Arthur151 / ROMP

Monocular, One-stage, Regression of Multiple 3D People and their 3D positions & trajectories in camera & global coordinates. ROMP[ICCV21], BEV[CVPR22], TRACE[CVPR2023]
https://www.yusun.work/
Apache License 2.0
1.33k stars 229 forks source link

Strange Result on custom video #44

Open abhaygargab opened 3 years ago

abhaygargab commented 3 years ago

Hello @Arthur151, Congratulations on the great work and Thanks for making the code available for use.

I tried running the inference script on a custom video via: CUDA_VISIBLE_DEVICES=0 python core/test.py --gpu=0 --configs_yml=configs/video.yml

But the result is strange.. Is this because of the camera view ?? If yes then, Is there any way to tune the model for such camera views?? Screenshot from 2021-05-12 17-35-47

Arthur151 commented 3 years ago

In this case, it fails in detection. I am solving this problem by fine-tuning ROMP on detection datasets with small subjects. For now, you can crop the image into multiple small pieces and mix up the results.

abhaygargab commented 3 years ago

Thank You so much for the response. So, do you that i should maybe crop the image into 4 sub-images and run the model on the 4 images separately?? In that case how should i combine the results??

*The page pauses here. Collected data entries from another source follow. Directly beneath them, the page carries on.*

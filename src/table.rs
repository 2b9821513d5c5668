//! Token table: the caller-supplied, read-only description of a grammar.
//!
//! A table maps symbolic names to token records. A leaf record carries a
//! [`Matcher`] and a transition target; a composite record carries an ordered
//! list of child names to try instead. The table declares one start symbol
//! and, optionally, a handler for positions where no candidate matches.
//!
//! Tables are immutable once built and may be shared by any number of
//! independently running parsers.

use crate::error::LexerError;
use crate::matcher::Matcher;
use crate::parser::Context;
use std::collections::HashMap;

/// Hook attached to a token, invoked with the parser context. Returning an
/// error aborts the whole parse; it propagates uncaught to the caller.
pub type Hook = Box<dyn Fn(&Context<'_>) -> Result<(), LexerError> + Send + Sync>;

/// Handler invoked when every candidate leaf for the current state failed.
pub type BadTokenHandler =
    Box<dyn Fn(&Context<'_>) -> Result<Recovery, LexerError> + Send + Sync>;

/// What a bad-token handler wants the driver to do next.
#[derive(Debug, Clone, Copy, PartialEq, Eq)]
pub enum Recovery {
    /// Consume `n` characters, re-arm the start symbol, and keep parsing.
    Skip(usize),
    /// No recovery: the driver raises [`LexerError::NoMatch`].
    Decline,
}

/// Match rule of a token record.
pub enum Rule {
    /// Leaf: a concrete matcher.
    Match(Box<dyn Matcher>),
    /// Composite: ordered child token names to try in its place.
    Group(Vec<String>),
}

/// Transition target of a leaf token.
pub enum After {
    /// A fixed next-state name.
    State(String),
    /// A callable producing the next-state name from the context, letting a
    /// transition depend on captured match data.
    Choose(Box<dyn Fn(&Context<'_>) -> String + Send + Sync>),
}

/// One named token record.
///
/// Built fluently: `Token::matching(Literal::new("word1")).after("word2")`.
/// A record may be left without a rule or without a transition target; the
/// resolver reports those as [`LexerError::MissingMatcher`] and
/// [`LexerError::MissingTransition`] when the record is reached.
#[derive(Default)]
pub struct Token {
    rule: Option<Rule>,
    after: Option<After>,
    on_match: Option<Hook>,
    on_fail: Option<Hook>,
}

impl Token {
    /// An empty record with neither rule nor target.
    pub fn new() -> Self {
        Token::default()
    }

    /// A leaf record with the given matcher.
    pub fn matching(matcher: impl Matcher + 'static) -> Self {
        Token {
            rule: Some(Rule::Match(Box::new(matcher))),
            ..Token::default()
        }
    }

    /// A leaf record from an already-boxed matcher.
    pub fn matching_boxed(matcher: Box<dyn Matcher>) -> Self {
        Token {
            rule: Some(Rule::Match(matcher)),
            ..Token::default()
        }
    }

    /// A composite record with the given child names, tried in order.
    pub fn group<I>(children: I) -> Self
    where
        I: IntoIterator,
        I::Item: Into<String>,
    {
        Token {
            rule: Some(Rule::Group(children.into_iter().map(Into::into).collect())),
            ..Token::default()
        }
    }

    /// Set a fixed transition target.
    pub fn after(mut self, state: impl Into<String>) -> Self {
        self.after = Some(After::State(state.into()));
        self
    }

    /// Set a computed transition target.
    pub fn after_with(
        mut self,
        choose: impl Fn(&Context<'_>) -> String + Send + Sync + 'static,
    ) -> Self {
        self.after = Some(After::Choose(Box::new(choose)));
        self
    }

    /// Attach a hook run after this token matches, before the transition.
    pub fn on_match(
        mut self,
        hook: impl Fn(&Context<'_>) -> Result<(), LexerError> + Send + Sync + 'static,
    ) -> Self {
        self.on_match = Some(Box::new(hook));
        self
    }

    /// Attach a hook run when an attempt of this token fails.
    pub fn on_fail(
        mut self,
        hook: impl Fn(&Context<'_>) -> Result<(), LexerError> + Send + Sync + 'static,
    ) -> Self {
        self.on_fail = Some(Box::new(hook));
        self
    }

    pub(crate) fn rule(&self) -> Option<&Rule> {
        self.rule.as_ref()
    }

    pub(crate) fn transition(&self) -> Option<&After> {
        self.after.as_ref()
    }

    pub(crate) fn match_hook(&self) -> Option<&Hook> {
        self.on_match.as_ref()
    }

    pub(crate) fn fail_hook(&self) -> Option<&Hook> {
        self.on_fail.as_ref()
    }
}

/// Read-only mapping from token names to records, with a designated start
/// symbol and an optional bad-token handler.
pub struct TokenTable {
    tokens: HashMap<String, Token>,
    begin: String,
    on_bad_token: Option<BadTokenHandler>,
}

impl TokenTable {
    /// Create an empty table whose start symbol is `begin`.
    pub fn new(begin: impl Into<String>) -> Self {
        TokenTable {
            tokens: HashMap::new(),
            begin: begin.into(),
            on_bad_token: None,
        }
    }

    /// Add or replace a token record.
    pub fn define(&mut self, name: impl Into<String>, token: Token) -> &mut Self {
        self.tokens.insert(name.into(), token);
        self
    }

    /// Install the handler invoked when no candidate leaf matches.
    pub fn on_bad_token(
        &mut self,
        handler: impl Fn(&Context<'_>) -> Result<Recovery, LexerError> + Send + Sync + 'static,
    ) -> &mut Self {
        self.on_bad_token = Some(Box::new(handler));
        self
    }

    /// The start symbol name.
    pub fn begin(&self) -> &str {
        &self.begin
    }

    pub(crate) fn entry(&self, name: &str) -> Option<(&str, &Token)> {
        self.tokens
            .get_key_value(name)
            .map(|(key, token)| (key.as_str(), token))
    }

    pub(crate) fn bad_token_handler(&self) -> Option<&BadTokenHandler> {
        self.on_bad_token.as_ref()
    }
}
//! # linelex
//!
//! A table-driven, single-pass lexical scanner for line-oriented input.
//!
//! A caller declares a named graph of tokens (match rules plus transition
//! targets) and feeds the engine a stream of text lines. The engine walks
//! the graph, attempts matchers in a deterministic depth-first order, commits
//! the first success, runs caller-supplied hooks, and advances to the next
//! declared state. Ad hoc line-oriented grammars (log formats, config
//! dialects, small DSLs) become data rather than hand-written state machines.
//!
//! ```
//! use linelex::{Literal, Parser, Pattern, Token, TokenTable};
//!
//! let mut table = TokenTable::new("begin");
//! table
//!     .define("begin", Token::matching(Literal::new("word1")).after("word2"))
//!     .define("word2", Token::matching(Literal::icase("word2")).after("eol"))
//!     .define("eol", Token::matching(Pattern::new(r"$").unwrap()).after("begin"));
//!
//! let mut parser = Parser::new(&table);
//! parser.parse_lines(["word1wOrD2"]).unwrap();
//! ```

pub mod buffer;
pub mod declarative;
pub mod error;
pub mod matcher;
pub mod parser;
pub mod resolver;
pub mod table;

pub use buffer::{BacktrackBuffer, Lookahead};
pub use declarative::{GrammarError, GrammarFile};
pub use error::LexerError;
pub use matcher::{Alternation, Literal, MatchOutcome, MatchValue, Matcher, Pattern};
pub use parser::{Context, MatchEvent, Parser};
pub use resolver::TokenWalk;
pub use table::{After, Recovery, Rule, Token, TokenTable};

Also, is there any way that i can feed the object detections or 2D pose estimations to your model by calculating them from external sources ??

Arthur151 commented 3 years ago

Yes, it is all about the scale of people in images. You may get the 3D mesh results of people with enough scale. It is complicate to get the rendering results. Currently, ROMP doesn't support the detection from the external sources.

Arthur151 commented 3 years ago

@ayedaemon Sorry for accidently closing this issue. I am working on this problem too. I can't promise the exact time of releasing the related code. But the problem does allievated to some extend.